Reasons this happened: 
1) Use of a Fresno or a steel trowel on air entrained (exterior) concrete. That traps in moisture.

2) To much water added to the concrete to create a higher slump then ordered. Adding lots of water to concrete after it leaves the plant weakens it a lot. An 8 inch slump batches at the plant is much stronger than an 8 inch slump you made by adding a lot of water to a 5 inch slump at the job site. (This happens to much)

3) To much water added to the top surface of the concrete after application. If concrete is getting hard before the finishing process is over, guys will spray water on the concrete to work up cream. Almost creates a separate top layer. Surface retardant should be used instead of a water. Give concrete new life while keeping its strength

4) Over Floating and Over Working the concrete. I’ve seen concrete scale because somebody bullfloated a slab three times before the broom finish. This gave it a glossy look that resembled what Fresno does and may have had the same effect. Exterior concrete needs to “breathe”. 
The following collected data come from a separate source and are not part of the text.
//! Tasks: one independent learning problem each

use std::fmt;

use serde::{Deserialize, Serialize};

use crate::cost::CostFunction;
use crate::dynamics::{DynamicsModel, LinearDynamics};
use crate::error::{MbrlError, Result};
use crate::experience::ExperienceStore;
use crate::objective::{Objective, ObjectiveSettings};
use crate::plant::PlantParams;
use crate::policy::{ExplorationPolicy, LearnedPolicy, Policy};
use crate::state_machine::ActingPolicy;

/// Lifecycle state of a task
#[derive(Debug, Clone, Copy, PartialEq, Eq, Hash, Serialize, Deserialize)]
#[serde(rename_all = "snake_case")]
pub enum TaskState {
    /// Registered, nothing collected yet
    Init,
    /// Collecting the initial random trials
    CollectingRandom,
    /// Next cycle uses the learned policy
    Ready,
    /// Dynamics model update in progress
    Training,
    /// Building the optimization objective (first pass only)
    CompilingOptimizer,
    /// Policy optimization in progress
    Optimizing,
    /// Iteration budget exhausted
    Done,
}

impl TaskState {
    /// Returns `true` if no further transitions are allowed
    #[must_use]
    pub fn is_terminal(&self) -> bool {
        matches!(self, Self::Done)
    }

    /// Returns `true` while an optimization job owns the task
    #[must_use]
    pub fn is_optimizing(&self) -> bool {
        matches!(self, Self::Training | Self::CompilingOptimizer | Self::Optimizing)
    }

    /// Returns `true` if moving to `next` is a legal transition.
    ///
    /// Self-transitions are rejected.
    #[must_use]
    pub fn can_transition_to(&self, next: &Self) -> bool {
        if self == next {
            return false;
        }
        match self {
            Self::Init => matches!(next, Self::CollectingRandom | Self::Ready | Self::Done),
            Self::CollectingRandom => matches!(next, Self::Ready | Self::Done),
            Self::Ready => matches!(next, Self::Training | Self::Done),
            Self::Training => matches!(next, Self::CompilingOptimizer | Self::Optimizing),
            Self::CompilingOptimizer => matches!(next, Self::Optimizing),
            Self::Optimizing => matches!(next, Self::Ready),
            Self::Done => false,
        }
    }

    /// Validate a transition of task `task` to `next`
    pub fn validate_transition(&self, task: &str, next: &Self) -> Result<()> {
        if self.can_transition_to(next) {
            Ok(())
        } else {
            Err(MbrlError::InvalidTransition {
                task: task.to_string(),
                from: *self,
                to: *next,
            })
        }
    }
}

impl fmt::Display for TaskState {
    fn fmt(&self, f: &mut fmt::Formatter<'_>) -> fmt::Result {
        let s = match self {
            Self::Init => "init",
            Self::CollectingRandom => "collecting_random",
            Self::Ready => "ready",
            Self::Training => "training",
            Self::CompilingOptimizer => "compiling_optimizer",
            Self::Optimizing => "optimizing",
            Self::Done => "done",
        };
        f.write_str(s)
    }
}

/// Where optimization runs
#[derive(Debug, Clone, Copy, PartialEq, Eq, Hash, Serialize, Deserialize)]
#[serde(rename_all = "snake_case")]
pub enum Strategy {
    /// In-process model training and policy optimization
    Local,
    /// Delegated to the remote optimization service
    Remote,
}

impl fmt::Display for Strategy {
    fn fmt(&self, f: &mut fmt::Formatter<'_>) -> fmt::Result {
        match self {
            Self::Local => f.write_str("local"),
            Self::Remote => f.write_str("remote"),
        }
    }
}

/// Optimizer hyperparameters
#[derive(Debug, Clone, PartialEq, Serialize, Deserialize)]
#[serde(default)]
pub struct OptimizerSettings {
    /// Gradient descent step size
    pub learning_rate: f64,
    /// Maximum gradient norm
    pub gradient_clip: f64,
    /// Steps after which gradients are truncated, `<= 0` for the full horizon
    pub truncate_gradient: i64,
    /// Gradient steps per optimization pass
    pub max_iterations: usize,
    /// Central finite difference step
    pub finite_difference_step: f64,
    /// Feed noisy states to the policy during rollouts
    pub noisy_policy_input: bool,
    /// Evaluate the cost on noisy states during rollouts
    pub noisy_cost_input: bool,
    /// Keep the best parameters seen instead of the last ones
    pub return_best: bool,
    /// Ridge penalty of the dynamics fit
    pub ridge: f64,
    /// Seed of the common random numbers
    pub seed: u64,
}

impl Default for OptimizerSettings {
    fn default() -> Self {
        Self {
            learning_rate: 1e-3,
            gradient_clip: 1.0,
            truncate_gradient: -1,
            max_iterations: 100,
            finite_difference_step: 1e-4,
            noisy_policy_input: false,
            noisy_cost_input: false,
            return_best: true,
            ridge: 1e-6,
            seed: 0,
        }
    }
}

impl OptimizerSettings {
    /// Rollout length used for gradient estimates
    #[must_use]
    pub fn gradient_steps(&self, horizon: usize) -> usize {
        match usize::try_from(self.truncate_gradient) {
            Ok(n) if n > 0 => n.min(horizon),
            _ => horizon,
        }
    }
}

/// Learned policy configuration
#[derive(Debug, Clone, PartialEq, Serialize, Deserialize)]
pub struct PolicySpec {
    /// Symmetric action bounds, one per action dimension
    pub max_u: Vec<f64>,
    /// State dimensions fed to the policy as `sin`/`cos`
    #[serde(default)]
    pub angle_dims: Vec<usize>,
    /// Seed of the initial parameters
    #[serde(default)]
    pub seed: u64,
}

fn default_discount() -> f64 {
    1.0
}

fn default_n_samples() -> usize {
    100
}

/// Immutable description of a task
#[derive(Debug, Clone, PartialEq, Serialize, Deserialize)]
pub struct TaskSpec {
    /// Unique task name
    pub name: String,
    /// Plant configuration for this task
    pub plant: PlantParams,
    /// Learned policy configuration
    pub policy: PolicySpec,
    /// Immediate cost
    pub cost: CostFunction,
    /// Episode duration in seconds
    pub horizon_secs: f64,
    /// Discount factor
    #[serde(default = "default_discount")]
    pub discount: f64,
    /// Monte-Carlo particles for the objective
    #[serde(default = "default_n_samples")]
    pub n_samples: usize,
    /// Target number of optimization iterations
    pub n_opt: usize,
    /// Exploration episodes collected before learning
    pub initial_random_trials: usize,
    /// Strategy override
    #[serde(default)]
    pub optimizer: Option<Strategy>,
    /// Exploration as a random walk
    #[serde(default)]
    pub random_walk: bool,
    /// Feed angle dimensions to the dynamics model as `sin`/`cos`
    #[serde(default)]
    pub wrap_angles: bool,
    /// Optimizer hyperparameters
    #[serde(default)]
    pub optimizer_params: OptimizerSettings,
}

impl TaskSpec {
    /// State dimension of the plant
    #[must_use]
    pub fn state_dim(&self) -> usize {
        self.plant.state0.dim()
    }

    /// Episode length in control steps
    #[must_use]
    pub fn horizon_steps(&self) -> usize {
        let steps = (self.horizon_secs / self.plant.dt).ceil();
        if steps.is_finite() && steps >= 1.0 {
            steps as usize
        } else {
            1
        }
    }

    /// Strategy for this task given a process-wide default
    #[must_use]
    pub fn strategy(&self, default: Strategy) -> Strategy {
        self.optimizer.unwrap_or(default)
    }

    /// Settings of the optimization objective
    #[must_use]
    pub fn objective_settings(&self) -> ObjectiveSettings {
        ObjectiveSettings {
            horizon: self.horizon_steps(),
            discount: self.discount,
            n_samples: self.n_samples,
            seed: self.optimizer_params.seed,
            noisy_policy_input: self.optimizer_params.noisy_policy_input,
            noisy_cost_input: self.optimizer_params.noisy_cost_input,
        }
    }

    /// Check internal consistency
    pub fn validate(&self) -> Result<()> {
        self.plant.validate()?;
        let dim = self.state_dim();
        if !(self.horizon_secs > 0.0) {
            return Err(MbrlError::Config(format!(
                "task `{}`: horizon_secs must be positive",
                self.name
            )));
        }
        if !(self.discount > 0.0 && self.discount <= 1.0) {
            return Err(MbrlError::Config(format!(
                "task `{}`: discount must be in (0, 1]",
                self.name
            )));
        }
        if self.n_samples == 0 {
            return Err(MbrlError::Config(format!(
                "task `{}`: n_samples must be positive",
                self.name
            )));
        }
        if let Some(&d) = self.policy.angle_dims.iter().find(|&&d| d >= dim) {
            return Err(MbrlError::Config(format!(
                "task `{}`: policy angle dimension {d} out of range for state of size {dim}",
                self.name
            )));
        }
        self.cost.validate(dim).map_err(|e| match e {
            MbrlError::DimensionMismatch { expected, actual } => MbrlError::Config(format!(
                "task `{}`: cost expects {actual} state dimensions, plant has {expected}",
                self.name
            )),
            other => other,
        })
    }
}

/// A task and everything it owns.
///
/// Holding a `Task` by value is what grants write access to it: the
/// scheduler hands it to at most one optimization job, which hands it back
/// when done.
#[derive(Debug)]
pub struct Task {
    /// Immutable description
    pub spec: TaskSpec,
    /// Episodes and policy history
    pub experience: ExperienceStore,
    /// Learned policy
    pub policy: LearnedPolicy,
    /// Current dynamics model
    pub dynamics: Box<dyn DynamicsModel>,
    /// Cached optimization objective, built at most once
    pub objective: Option<Objective>,
    state: TaskState,
    remaining_random_trials: usize,
    exploration: ExplorationPolicy,
    episodes_this_run: usize,
}

impl Task {
    /// Create a task with empty experience
    pub fn new(spec: TaskSpec) -> Result<Self> {
        spec.validate()?;
        let policy = LearnedPolicy::new(
            spec.state_dim(),
            spec.policy.max_u.clone(),
            spec.policy.angle_dims.clone(),
            spec.policy.seed,
        )?;
        let exploration = ExplorationPolicy::new(spec.policy.max_u.clone(), spec.random_walk);

        Ok(Self {
            experience: ExperienceStore::new(spec.name.clone()),
            dynamics: Box::new(LinearDynamics::new(spec.optimizer_params.ridge)),
            objective: None,
            state: TaskState::Init,
            remaining_random_trials: spec.initial_random_trials,
            exploration,
            episodes_this_run: 0,
            policy,
            spec,
        })
    }

    /// Adopt previously saved experience.
    ///
    /// The policy takes the most recent snapshot and the random-trial budget
    /// is reduced by the exploration episodes already collected.
    pub fn with_experience(mut self, experience: ExperienceStore) -> Result<Self> {
        if experience.task_name() != self.spec.name {
            return Err(MbrlError::Persistence(format!(
                "experience of task `{}` cannot be used for `{}`",
                experience.task_name(),
                self.spec.name
            )));
        }
        if let Some(params) = experience.latest_policy_params() {
            self.policy.set_params(params)?;
        }
        let explored = experience
            .episodes()
            .iter()
            .filter(|ep| ep.policy_params.is_none())
            .count();
        self.remaining_random_trials = self.spec.initial_random_trials.saturating_sub(explored);
        self.experience = experience;
        Ok(self)
    }

    /// Fix the exploration seed
    #[must_use]
    pub fn with_exploration_seed(mut self, seed: u64) -> Self {
        self.exploration = ExplorationPolicy::with_seed(self.spec.policy.max_u.clone(), self.spec.random_walk, seed);
        self
    }

    /// Task name
    #[must_use]
    pub fn name(&self) -> &str {
        &self.spec.name
    }

    /// Current state
    #[must_use]
    pub fn state(&self) -> TaskState {
        self.state
    }

    /// Exploration episodes still to collect
    #[must_use]
    pub fn remaining_random_trials(&self) -> usize {
        self.remaining_random_trials
    }

    /// Episodes collected since the process started
    #[must_use]
    pub fn episodes_this_run(&self) -> usize {
        self.episodes_this_run
    }

    /// Whether the iteration budget has been reached
    #[must_use]
    pub fn budget_reached(&self) -> bool {
        self.experience.completed_iterations() >= self.spec.n_opt
    }

    /// Move to `to` if the transition is legal
    pub fn transition(&mut self, to: TaskState) -> Result<()> {
        self.state.validate_transition(&self.spec.name, &to)?;
        tracing::debug!(task = %self.spec.name, from = %self.state, to = %to, "state transition");
        self.state = to;
        Ok(())
    }

    /// Policy used to act in the next episode
    pub fn acting_policy(&mut self, acting: ActingPolicy) -> Policy {
        match acting {
            ActingPolicy::Exploration => Policy::Exploration(self.exploration.fork()),
            ActingPolicy::Learned => Policy::Learned(self.policy.clone()),
        }
    }

    pub(crate) fn restore_state(&mut self, state: TaskState) {
        self.state = state;
    }

    pub(crate) fn consume_random_trial(&mut self) -> usize {
        self.remaining_random_trials = self.remaining_random_trials.saturating_sub(1);
        self.remaining_random_trials
    }

    pub(crate) fn count_episode(&mut self) {
        self.episodes_this_run += 1;
    }

    pub(crate) fn set_remaining_random_trials(&mut self, n: usize) {
        self.remaining_random_trials = n;
    }
}

#[cfg(test)]
pub(crate) mod fixtures {
    use super::*;
    use crate::cost::{CostKind, TargetEntry};
    use crate::plant::StateDistribution;
    use std::collections::BTreeMap;

    /// One-dimensional reach task used across the crate's tests
    pub fn reach_spec(name: &str, trials: usize, n_opt: usize) -> TaskSpec {
        TaskSpec {
            name: name.to_string(),
            plant: PlantParams {
                kind: "integrator".into(),
                dt: 0.1,
                state0: StateDistribution {
                    mean: vec![0.0],
                    std: vec![0.05],
                },
                max_steps: None,
                settings: BTreeMap::new(),
            },
            policy: PolicySpec {
                max_u: vec![1.0],
                angle_dims: vec![],
                seed: 1,
            },
            cost: CostFunction {
                kind: CostKind::Quadratic,
                target: vec![TargetEntry::Value(1.0)],
                weights: vec![1.0],
                width: 1.0,
                action_weight: 0.0,
                angle_dims: vec![],
                params: BTreeMap::new(),
            },
            horizon_secs: 1.0,
            discount: 1.0,
            n_samples: 4,
            n_opt,
            initial_random_trials: trials,
            optimizer: Some(Strategy::Local),
            random_walk: false,
            wrap_angles: false,
            optimizer_params: OptimizerSettings {
                max_iterations: 5,
                ..OptimizerSettings::default()
            },
        }
    }
}
//! Remote optimization service client
//!
//! The service keeps its own copy of each task. A task is registered once
//! with its full definition; every pass then uploads the experience and
//! current policy parameters and receives new parameters back.

use std::time::Duration;

use async_trait::async_trait;
use reqwest::multipart::{Form, Part};
use reqwest::{Client, RequestBuilder, Response, StatusCode};
use serde::{Deserialize, Serialize};

use episodic_core::{MbrlError, Result, Strategy, Task, TaskSpec, TaskState};

use crate::backend::{OptimizationBackend, OptimizationOutcome, OptimizationReport};
use crate::retry::{AttemptError, RetryPolicy};

/// Connection settings of the remote service
#[derive(Debug, Clone, PartialEq, Serialize, Deserialize)]
#[serde(default)]
pub struct RemoteConfig {
    /// Base URL, e.g. `http://optimizer:8008`
    pub base_url: String,
    /// Per-request timeout; optimization requests can be slow
    pub request_timeout_secs: u64,
    /// Retries of transient failures
    pub max_retries: u32,
    /// First retry delay
    pub initial_backoff_ms: u64,
    /// Retry delay cap
    pub max_backoff_ms: u64,
}

impl Default for RemoteConfig {
    fn default() -> Self {
        Self {
            base_url: "http://localhost:8008".to_string(),
            request_timeout_secs: 600,
            max_retries: 3,
            initial_backoff_ms: 500,
            max_backoff_ms: 10_000,
        }
    }
}

impl RemoteConfig {
    /// Backoff schedule derived from these settings
    #[must_use]
    pub fn retry_policy(&self) -> RetryPolicy {
        RetryPolicy {
            max_retries: self.max_retries,
            initial_backoff: Duration::from_millis(self.initial_backoff_ms),
            max_backoff: Duration::from_millis(self.max_backoff_ms.max(self.initial_backoff_ms)),
        }
    }
}

/// Delegates optimization to the remote service over HTTP
#[derive(Debug, Clone)]
pub struct RemoteBackend {
    client: Client,
    base_url: String,
    retry: RetryPolicy,
}

impl RemoteBackend {
    /// Build a client for the configured service
    pub fn new(config: &RemoteConfig) -> Result<Self> {
        let client = Client::builder()
            .timeout(Duration::from_secs(config.request_timeout_secs.max(1)))
            .build()
            .map_err(|e| MbrlError::RemoteService(format!("building HTTP client: {e}")))?;
        Ok(Self {
            client,
            base_url: config.base_url.trim_end_matches('/').to_string(),
            retry: config.retry_policy(),
        })
    }

    fn url(&self, endpoint: &str, task: &str) -> String {
        format!("{}/{endpoint}/{task}", self.base_url)
    }

    /// Send a request built by `build`, retrying transport errors and 5xx
    async fn send<F>(&self, what: &str, build: F) -> Result<Response>
    where
        F: Fn() -> Result<RequestBuilder> + Send + Sync,
    {
        let build = &build;
        self.retry
            .run(what, move || async move {
                let request = build().map_err(AttemptError::Fatal)?;
                let response = request.send().await.map_err(|e| {
                    AttemptError::Retryable(MbrlError::RemoteService(format!("{what}: {e}")))
                })?;
                if response.status().is_server_error() {
                    return Err(AttemptError::Retryable(MbrlError::RemoteService(format!(
                        "{what}: server answered {}",
                        response.status()
                    ))));
                }
                Ok(response)
            })
            .await
    }

    /// Whether the service already knows `task`
    pub async fn is_registered(&self, task: &str) -> Result<bool> {
        let url = self.url("get_task_init_status", task);
        let response = self
            .send("get_task_init_status", || Ok(self.client.get(&url)))
            .await?;
        let status = response.status();
        let body = read_body(response).await?;
        tracing::debug!(status = %status, body = %body, "task status answered");

        if status == StatusCode::NOT_FOUND
            || body.trim() == format!("get_task_init_status/{task}: NOT FOUND")
        {
            return Ok(false);
        }
        if !status.is_success() {
            return Err(MbrlError::RemoteService(format!(
                "get_task_init_status/{task}: unexpected status {status}: {body}"
            )));
        }
        Ok(true)
    }

    /// Register `spec` with the service
    pub async fn register(&self, spec: &TaskSpec) -> Result<()> {
        let url = self.url("init_task", &spec.name);
        let tspec = serde_json::to_vec(spec)?;
        let response = self
            .send("init_task", || {
                let form = Form::new().part("tspec_file", json_part(tspec.clone(), "task_spec.json")?);
                Ok(self.client.post(&url).multipart(form))
            })
            .await?;
        let status = response.status();
        let body = read_body(response).await?;
        if !status.is_success() {
            return Err(MbrlError::RemoteService(format!(
                "init_task/{}: status {status}: {body}",
                spec.name
            )));
        }
        tracing::info!(response = %body, "task registered with remote optimizer");
        Ok(())
    }

    /// Upload experience and parameters, returning the new parameters
    pub async fn submit(&self, task: &Task) -> Result<Vec<f64>> {
        let name = task.name();
        let url = self.url("optimize", name);
        let experience = serde_json::to_vec(&task.experience)?;
        let params = serde_json::to_vec(task.policy.params())?;

        let response = self
            .send("optimize", || {
                let form = Form::new()
                    .part("exp_file", json_part(experience.clone(), "experience.json")?)
                    .part("pol_params_file", json_part(params.clone(), "policy_params.json")?);
                Ok(self.client.post(&url).multipart(form))
            })
            .await?;
        let status = response.status();
        let body = read_body(response).await?;
        if !status.is_success() {
            return Err(MbrlError::RemoteService(format!(
                "optimize/{name}: status {status}: {body}"
            )));
        }
        parse_params(&body, task.policy.param_count())
    }
}

#[async_trait]
impl OptimizationBackend for RemoteBackend {
    fn strategy(&self) -> Strategy {
        Strategy::Remote
    }

    async fn optimize(&self, task: &mut Task) -> Result<OptimizationOutcome> {
        let report = OptimizationReport::for_task(task, Strategy::Remote);

        if !self.is_registered(task.name()).await? {
            tracing::info!("task unknown to remote optimizer, registering");
            self.register(&task.spec).await?;
        }
        task.transition(TaskState::Optimizing)?;

        let params = self.submit(task).await?;
        tracing::info!(
            params = params.len(),
            completed_iterations = report.completed_iterations,
            "remote optimization finished"
        );
        Ok(OptimizationOutcome {
            params,
            model: None,
            report,
        })
    }
}

fn json_part(bytes: Vec<u8>, file_name: &'static str) -> Result<Part> {
    Part::bytes(bytes)
        .file_name(file_name)
        .mime_str("application/json")
        .map_err(|e| MbrlError::RemoteService(format!("building upload: {e}")))
}

async fn read_body(response: Response) -> Result<String> {
    response
        .text()
        .await
        .map_err(|e| MbrlError::RemoteService(format!("reading response body: {e}")))
}

/// Parse the parameter vector returned by `/optimize`
fn parse_params(body: &str, expected: usize) -> Result<Vec<f64>> {
    let params: Vec<f64> = serde_json::from_str(body).map_err(|e| {
        MbrlError::RemoteService(format!("malformed response from optimize: {e}"))
    })?;
    if params.len() != expected {
        return Err(MbrlError::RemoteService(format!(
            "malformed response from optimize: expected {expected} parameters, got {}",
            params.len()
        )));
    }
    if params.iter().any(|p| !p.is_finite()) {
        return Err(MbrlError::RemoteService(
            "malformed response from optimize: non-finite parameter".into(),
        ));
    }
    Ok(params)
}

#[cfg(test)]
mod tests {
    use super::*;

    #[test]
    fn parameter_vectors_are_validated() {
        assert_eq!(parse_params("[0.5, -1.0]", 2).unwrap(), vec![0.5, -1.0]);
        assert!(parse_params("[0.5]", 2).is_err());
        assert!(parse_params("{\"params\": []}", 0).is_err());
        assert!(parse_params("not json", 1).is_err());
    }

    #[test]
    fn urls_ignore_trailing_slash() {
        let backend = RemoteBackend::new(&RemoteConfig {
            base_url: "http://optimizer:8008/".into(),
            ..RemoteConfig::default()
        })
        .unwrap();
        assert_eq!(
            backend.url("optimize", "swingup"),
            "http://optimizer:8008/optimize/swingup"
        );
    }

    #[test]
    fn backoff_cap_is_never_below_initial_delay() {
        let config = RemoteConfig {
            initial_backoff_ms: 2_000,
            max_backoff_ms: 100,
            ..RemoteConfig::default()
        };
        assert_eq!(config.retry_policy().delay(0), Duration::from_millis(2_000));
    }
}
I’m GUESSING that your problem was caused either by the freeze-thaw cycle of the salt on ice and the truck was enough to get it loose OR option #3 that I listed. Option 3 is the most common on job site. OR a combination of both. 

I got 14 years experience as a concrete finisher so I hope this helps and I’m here for questions.


----------



## Mort (Nov 26, 2008)

Option 3 is my guess in a big development. A certain contractor always tells me “I want a six inch slump!” That’s fine, it was ordered at a 5 so that’s within the margin of error. Problem is, what he thinks is a 6 is actually a 9-10 or more. So I’m in it 50-60 gallons of water, which is too much. 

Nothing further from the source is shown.